Collected data:

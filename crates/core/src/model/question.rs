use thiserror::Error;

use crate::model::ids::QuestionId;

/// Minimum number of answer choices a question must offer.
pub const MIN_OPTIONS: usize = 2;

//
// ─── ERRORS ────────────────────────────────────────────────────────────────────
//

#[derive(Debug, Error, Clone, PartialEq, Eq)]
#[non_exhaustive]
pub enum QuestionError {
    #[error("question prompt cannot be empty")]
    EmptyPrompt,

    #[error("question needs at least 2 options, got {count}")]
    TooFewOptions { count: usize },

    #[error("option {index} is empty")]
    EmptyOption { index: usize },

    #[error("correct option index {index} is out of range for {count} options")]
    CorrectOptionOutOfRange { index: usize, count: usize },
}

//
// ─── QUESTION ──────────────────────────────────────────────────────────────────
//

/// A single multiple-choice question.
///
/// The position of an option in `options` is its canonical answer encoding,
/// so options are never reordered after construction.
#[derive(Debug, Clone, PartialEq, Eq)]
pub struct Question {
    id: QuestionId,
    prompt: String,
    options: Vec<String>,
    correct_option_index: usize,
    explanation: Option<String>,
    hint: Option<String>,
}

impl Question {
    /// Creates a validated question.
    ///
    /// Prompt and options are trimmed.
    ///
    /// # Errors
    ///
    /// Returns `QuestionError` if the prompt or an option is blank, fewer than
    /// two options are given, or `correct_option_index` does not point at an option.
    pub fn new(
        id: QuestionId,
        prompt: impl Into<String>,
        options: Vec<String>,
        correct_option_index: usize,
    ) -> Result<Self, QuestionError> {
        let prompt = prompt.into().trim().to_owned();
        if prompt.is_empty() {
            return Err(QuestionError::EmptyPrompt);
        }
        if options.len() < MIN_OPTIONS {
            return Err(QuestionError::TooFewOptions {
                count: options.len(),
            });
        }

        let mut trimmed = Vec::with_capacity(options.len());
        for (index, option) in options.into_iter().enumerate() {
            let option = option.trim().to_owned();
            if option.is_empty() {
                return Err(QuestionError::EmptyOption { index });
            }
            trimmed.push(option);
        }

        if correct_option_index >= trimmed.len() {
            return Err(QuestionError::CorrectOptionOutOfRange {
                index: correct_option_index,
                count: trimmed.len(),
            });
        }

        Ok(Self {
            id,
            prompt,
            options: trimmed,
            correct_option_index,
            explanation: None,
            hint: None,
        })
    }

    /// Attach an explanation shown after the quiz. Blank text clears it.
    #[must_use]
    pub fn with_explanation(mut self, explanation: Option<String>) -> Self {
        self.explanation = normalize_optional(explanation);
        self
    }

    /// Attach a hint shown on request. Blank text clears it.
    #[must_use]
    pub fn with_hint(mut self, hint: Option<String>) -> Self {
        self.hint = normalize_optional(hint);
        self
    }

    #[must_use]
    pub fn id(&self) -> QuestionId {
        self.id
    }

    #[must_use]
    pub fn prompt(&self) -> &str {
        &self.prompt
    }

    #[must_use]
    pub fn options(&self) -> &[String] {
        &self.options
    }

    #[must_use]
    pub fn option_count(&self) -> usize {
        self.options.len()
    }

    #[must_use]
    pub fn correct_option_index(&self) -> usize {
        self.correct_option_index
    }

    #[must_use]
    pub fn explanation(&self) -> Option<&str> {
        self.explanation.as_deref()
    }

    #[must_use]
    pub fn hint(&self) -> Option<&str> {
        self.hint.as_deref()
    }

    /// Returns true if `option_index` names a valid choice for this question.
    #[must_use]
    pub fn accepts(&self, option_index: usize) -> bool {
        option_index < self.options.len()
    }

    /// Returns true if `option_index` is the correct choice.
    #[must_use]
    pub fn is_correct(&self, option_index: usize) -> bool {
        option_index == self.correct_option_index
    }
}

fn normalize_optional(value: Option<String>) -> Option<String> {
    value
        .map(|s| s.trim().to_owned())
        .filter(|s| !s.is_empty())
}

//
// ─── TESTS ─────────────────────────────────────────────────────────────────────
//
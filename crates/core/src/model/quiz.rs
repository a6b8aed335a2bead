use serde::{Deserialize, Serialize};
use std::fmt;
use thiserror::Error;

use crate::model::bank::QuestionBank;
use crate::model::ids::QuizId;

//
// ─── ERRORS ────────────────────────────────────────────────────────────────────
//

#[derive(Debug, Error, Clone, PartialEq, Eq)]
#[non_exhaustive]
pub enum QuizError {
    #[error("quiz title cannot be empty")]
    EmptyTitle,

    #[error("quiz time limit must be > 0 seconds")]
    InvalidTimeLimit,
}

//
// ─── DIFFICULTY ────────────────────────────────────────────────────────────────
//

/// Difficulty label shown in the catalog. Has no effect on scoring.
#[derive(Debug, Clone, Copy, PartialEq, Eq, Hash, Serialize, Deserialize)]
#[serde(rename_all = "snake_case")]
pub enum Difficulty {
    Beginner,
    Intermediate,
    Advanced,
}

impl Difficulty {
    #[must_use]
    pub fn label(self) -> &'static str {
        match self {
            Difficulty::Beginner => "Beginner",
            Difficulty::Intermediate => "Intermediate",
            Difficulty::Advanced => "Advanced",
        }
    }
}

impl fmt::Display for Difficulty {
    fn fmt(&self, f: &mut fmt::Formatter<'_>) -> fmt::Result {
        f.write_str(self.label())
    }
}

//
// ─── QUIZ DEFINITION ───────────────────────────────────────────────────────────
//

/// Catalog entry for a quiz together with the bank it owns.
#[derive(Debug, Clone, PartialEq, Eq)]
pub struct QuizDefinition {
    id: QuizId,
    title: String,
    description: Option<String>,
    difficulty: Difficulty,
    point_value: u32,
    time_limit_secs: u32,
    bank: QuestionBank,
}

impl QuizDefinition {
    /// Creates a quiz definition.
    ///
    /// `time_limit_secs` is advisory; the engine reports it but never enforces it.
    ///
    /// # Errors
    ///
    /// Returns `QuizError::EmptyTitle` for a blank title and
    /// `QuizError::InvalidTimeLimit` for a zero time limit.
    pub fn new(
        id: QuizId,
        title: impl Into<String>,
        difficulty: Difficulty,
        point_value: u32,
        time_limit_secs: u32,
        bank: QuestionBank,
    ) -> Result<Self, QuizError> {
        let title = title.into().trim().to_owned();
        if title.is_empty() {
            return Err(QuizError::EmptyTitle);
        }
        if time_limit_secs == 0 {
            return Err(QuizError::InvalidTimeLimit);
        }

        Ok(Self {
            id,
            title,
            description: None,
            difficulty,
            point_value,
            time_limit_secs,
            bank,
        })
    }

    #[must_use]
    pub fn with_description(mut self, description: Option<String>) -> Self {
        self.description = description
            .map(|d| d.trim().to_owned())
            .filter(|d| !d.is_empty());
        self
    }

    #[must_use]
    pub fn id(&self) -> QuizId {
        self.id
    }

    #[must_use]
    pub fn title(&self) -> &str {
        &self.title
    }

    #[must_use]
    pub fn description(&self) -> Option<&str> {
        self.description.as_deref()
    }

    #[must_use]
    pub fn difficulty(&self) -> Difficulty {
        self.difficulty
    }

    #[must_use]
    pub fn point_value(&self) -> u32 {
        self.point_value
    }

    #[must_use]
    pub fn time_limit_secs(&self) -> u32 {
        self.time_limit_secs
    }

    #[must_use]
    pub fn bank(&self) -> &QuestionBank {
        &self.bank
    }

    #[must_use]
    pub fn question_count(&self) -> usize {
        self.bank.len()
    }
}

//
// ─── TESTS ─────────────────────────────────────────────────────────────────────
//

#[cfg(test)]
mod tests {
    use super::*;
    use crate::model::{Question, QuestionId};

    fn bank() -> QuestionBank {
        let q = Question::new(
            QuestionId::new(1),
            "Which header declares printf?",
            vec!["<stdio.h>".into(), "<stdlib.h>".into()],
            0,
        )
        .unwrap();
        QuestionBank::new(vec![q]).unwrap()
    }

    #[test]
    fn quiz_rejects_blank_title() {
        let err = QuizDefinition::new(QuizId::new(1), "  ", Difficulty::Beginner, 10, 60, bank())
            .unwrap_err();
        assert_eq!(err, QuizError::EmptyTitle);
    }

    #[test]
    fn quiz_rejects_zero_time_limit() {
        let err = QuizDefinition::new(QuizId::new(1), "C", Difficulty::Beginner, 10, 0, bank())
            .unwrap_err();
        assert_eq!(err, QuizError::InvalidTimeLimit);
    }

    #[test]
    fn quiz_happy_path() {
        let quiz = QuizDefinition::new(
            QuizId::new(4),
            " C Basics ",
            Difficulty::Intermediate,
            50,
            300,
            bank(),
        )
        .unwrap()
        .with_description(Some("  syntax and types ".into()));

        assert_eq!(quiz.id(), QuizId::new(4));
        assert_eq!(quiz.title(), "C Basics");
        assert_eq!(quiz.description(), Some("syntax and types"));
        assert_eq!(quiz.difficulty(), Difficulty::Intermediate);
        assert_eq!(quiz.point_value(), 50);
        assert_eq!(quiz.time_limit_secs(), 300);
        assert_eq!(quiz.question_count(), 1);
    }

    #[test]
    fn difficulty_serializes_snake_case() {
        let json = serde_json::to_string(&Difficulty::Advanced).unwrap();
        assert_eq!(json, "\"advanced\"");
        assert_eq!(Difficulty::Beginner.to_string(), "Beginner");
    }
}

Task objective: Search the records for the word "crates" and return every line that holds it.

Response:
filename crates/core/src/model/question.rs
filename crates/core/src/model/quiz.rs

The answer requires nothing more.